Elizabeth had been propping herself up on her elbows, but she lay back down and put an arm across her eyes. "What does her name mean?"
"Ya—wa—o—da—qua? Pincushion. Don't laugh, it's true. Hold still, Boots." There was a sharp jab of the needle; she thought she was prepared for it, but she reared up anyway, and there was Nathaniel, grinning. There was a swipe of her blood on his cheek, and a wickedly long and bloody sliver on the end of the needle. "I think that's the last of it. You did good."
"I sniveled," she corrected him, out of sorts. There was blood running down her foot; it was a most disquieting sensation.

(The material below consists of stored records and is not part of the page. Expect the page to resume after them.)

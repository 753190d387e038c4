//! Domain entities: core data structures

use std::fmt;
use std::str::FromStr;

use serde::{Deserialize, Serialize};

use crate::domain::DomainError;

/// Key for the local LLM backend selector.
pub const BACKEND_KEY: &str = "LOCAL_LLM_BACKEND";

/// Prefix of service toggle keys, e.g. `ENABLE_REDIS`.
pub const TOGGLE_PREFIX: &str = "ENABLE_";

/// Ordered `KEY=value` entries of a flat config file.
///
/// File order is preserved. A repeated key keeps its first position
/// and takes its last value.
#[derive(Debug, Clone, Default, PartialEq, Eq)]
pub struct KeyValues {
    entries: Vec<(String, String)>,
}

impl KeyValues {
    /// Parse flat config content.
    ///
    /// Skips blank lines, `#` comments, lines without `=` and lines with an
    /// empty key. Values are trimmed, trailing comments and one pair of
    /// surrounding quotes are stripped.
    pub fn parse(content: &str) -> Self {
        let mut kv = Self::default();

        for line in content.lines() {
            let trimmed = line.trim();
            if trimmed.is_empty() || trimmed.starts_with('#') {
                continue;
            }
            if let Some((key, value)) = parse_line(trimmed) {
                kv.insert(key, value);
            }
        }
        kv
    }

    /// Insert or overwrite a value, keeping the original position.
    pub fn insert(&mut self, key: impl Into<String>, value: impl Into<String>) {
        let key = key.into();
        let value = value.into();
        match self.entries.iter_mut().find(|(k, _)| *k == key) {
            Some(entry) => entry.1 = value,
            None => self.entries.push((key, value)),
        }
    }

    pub fn get(&self, key: &str) -> Option<&str> {
        self.entries
            .iter()
            .find(|(k, _)| k == key)
            .map(|(_, v)| v.as_str())
    }

    pub fn iter(&self) -> impl Iterator<Item = (&str, &str)> {
        self.entries.iter().map(|(k, v)| (k.as_str(), v.as_str()))
    }

    pub fn is_empty(&self) -> bool {
        self.entries.is_empty()
    }

    pub fn len(&self) -> usize {
        self.entries.len()
    }
}

fn parse_line(line: &str) -> Option<(&str, String)> {
    let (key, value) = line.split_once('=')?;
    let key = key.trim();
    if key.is_empty() {
        return None;
    }
    let value = strip_quotes(strip_trailing_comment(value));
    Some((key, value))
}

/// Strip trailing comment from a value, respecting quotes.
/// `value  # comment` → `value`
/// `'val#ue'` → `'val#ue'`
fn strip_trailing_comment(s: &str) -> &str {
    let s = s.trim();
    let mut in_single_quote = false;
    let mut in_double_quote = false;

    for (i, b) in s.bytes().enumerate() {
        match b {
            b'\'' if !in_double_quote => in_single_quote = !in_single_quote,
            b'"' if !in_single_quote => in_double_quote = !in_double_quote,
            b'#' if !in_single_quote && !in_double_quote => return s[..i].trim_end(),
            _ => {}
        }
    }
    s
}

fn strip_quotes(s: &str) -> String {
    let s = s.trim();
    let quoted = (s.starts_with('"') && s.ends_with('"'))
        || (s.starts_with('\'') && s.ends_with('\''));
    if quoted && s.len() >= 2 {
        return s[1..s.len() - 1].to_string();
    }
    s.to_string()
}

/// Local LLM backend, passed to compose as `--profile`.
#[derive(Debug, Clone, Copy, Default, PartialEq, Eq, Hash)]
pub enum Backend {
    #[default]
    Ollama,
    Vllm,
}

impl Backend {
    pub fn as_str(&self) -> &'static str {
        match self {
            Backend::Ollama => "ollama",
            Backend::Vllm => "vllm",
        }
    }

    /// Resolve the backend from selector file entries.
    ///
    /// Absent key or empty value selects the default backend.
    pub fn from_selector(kv: &KeyValues) -> Result<Self, DomainError> {
        match kv.get(BACKEND_KEY).map(str::trim) {
            None | Some("") => Ok(Self::default()),
            Some(value) => value.parse(),
        }
    }
}

impl FromStr for Backend {
    type Err = DomainError;

    fn from_str(s: &str) -> Result<Self, Self::Err> {
        match s.trim().to_ascii_lowercase().as_str() {
            "ollama" => Ok(Backend::Ollama),
            "vllm" => Ok(Backend::Vllm),
            _ => Err(DomainError::UnknownBackend(s.to_string())),
        }
    }
}

impl fmt::Display for Backend {
    fn fmt(&self, f: &mut fmt::Formatter<'_>) -> fmt::Result {
        f.write_str(self.as_str())
    }
}

/// Where the LLM runs: in a local container or at an external provider.
#[derive(Debug, Clone, Copy, PartialEq, Eq, Hash, Serialize, Deserialize)]
#[serde(rename_all = "lowercase")]
pub enum RunMode {
    Local,
    External,
}

impl RunMode {
    pub fn as_str(&self) -> &'static str {
        match self {
            RunMode::Local => "local",
            RunMode::External => "external",
        }
    }

    /// The other mode, used as the probe fallback.
    pub fn other(&self) -> Self {
        match self {
            RunMode::Local => RunMode::External,
            RunMode::External => RunMode::Local,
        }
    }
}

impl fmt::Display for RunMode {
    fn fmt(&self, f: &mut fmt::Formatter<'_>) -> fmt::Result {
        f.write_str(self.as_str())
    }
}

/// One `ENABLE_<NAME>` flag.
#[derive(Debug, Clone, PartialEq, Eq)]
pub struct ServiceToggle {
    /// Service name, lower-cased suffix of the key (`ENABLE_REDIS` → `redis`)
    pub name: String,
    pub enabled: bool,
}

/// Service toggles in config-file order.
#[derive(Debug, Clone, Default, PartialEq, Eq)]
pub struct ServiceToggles {
    toggles: Vec<ServiceToggle>,
}

impl ServiceToggles {
    /// Collect toggles from config entries.
    ///
    /// Keys without the `ENABLE_` prefix are ignored. A toggle is enabled only
    /// when its value is `true` (case-insensitive).
    pub fn from_key_values(kv: &KeyValues) -> Self {
        let toggles = kv
            .iter()
            .filter_map(|(key, value)| {
                let name = key.strip_prefix(TOGGLE_PREFIX)?;
                if name.is_empty() {
                    return None;
                }
                Some(ServiceToggle {
                    name: name.to_ascii_lowercase(),
                    enabled: value.eq_ignore_ascii_case("true"),
                })
            })
            .collect();
        Self { toggles }
    }

    pub fn all(&self) -> &[ServiceToggle] {
        &self.toggles
    }

    /// Names of enabled services, in file order.
    pub fn enabled(&self) -> impl Iterator<Item = &str> {
        self.toggles
            .iter()
            .filter(|t| t.enabled)
            .map(|t| t.name.as_str())
    }
}

/// Ordered compose files to union; later files override earlier ones.
#[derive(Debug, Clone, Default, PartialEq, Eq)]
pub struct ComposeFragmentSet {
    files: Vec<String>,
}

impl ComposeFragmentSet {
    pub fn new(files: Vec<String>) -> Self {
        Self { files }
    }

    pub fn files(&self) -> &[String] {
        &self.files
    }

    pub fn contains(&self, file: &str) -> bool {
        self.files.iter().any(|f| f == file)
    }

}

impl fmt::Display for ComposeFragmentSet {
    fn fmt(&self, f: &mut fmt::Formatter<'_>) -> fmt::Result {
        f.write_str(&self.files.join(" + "))
    }
}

"But nicely," he allowed. He helped her up and then to the stream, where he saw her settled on a boulder with the injured foot in the water. This stream came off the mountain and it was ice—cold even this far into the spring, but it numbed the ache in her foot and she swished it back and forth, not unhappily. Nathaniel was rummaging in the packs, his back to her.
"We'll make camp here and get you poulticed. There's a storm coming on anyway.
"So say the black fly Elizabeth agreed, rubbing her neck. The exposed skin from collar to her hairline was raised to washer board consistency by a hundred tiny welts. After a few days of dampness, the black fly moved in armies of thousands and millions, and today there had been a particularly difficult confrontation with them. Her skin felt warm to the touch and she was almost light—headed with it, but she knew that in the morning it would be gone. Until the next encounter with the little beasties. She cast an irritated look at Nathaniel; he was scratching, too' but less. He had coated his face and hands with ointment, and it had kept him relatively protected.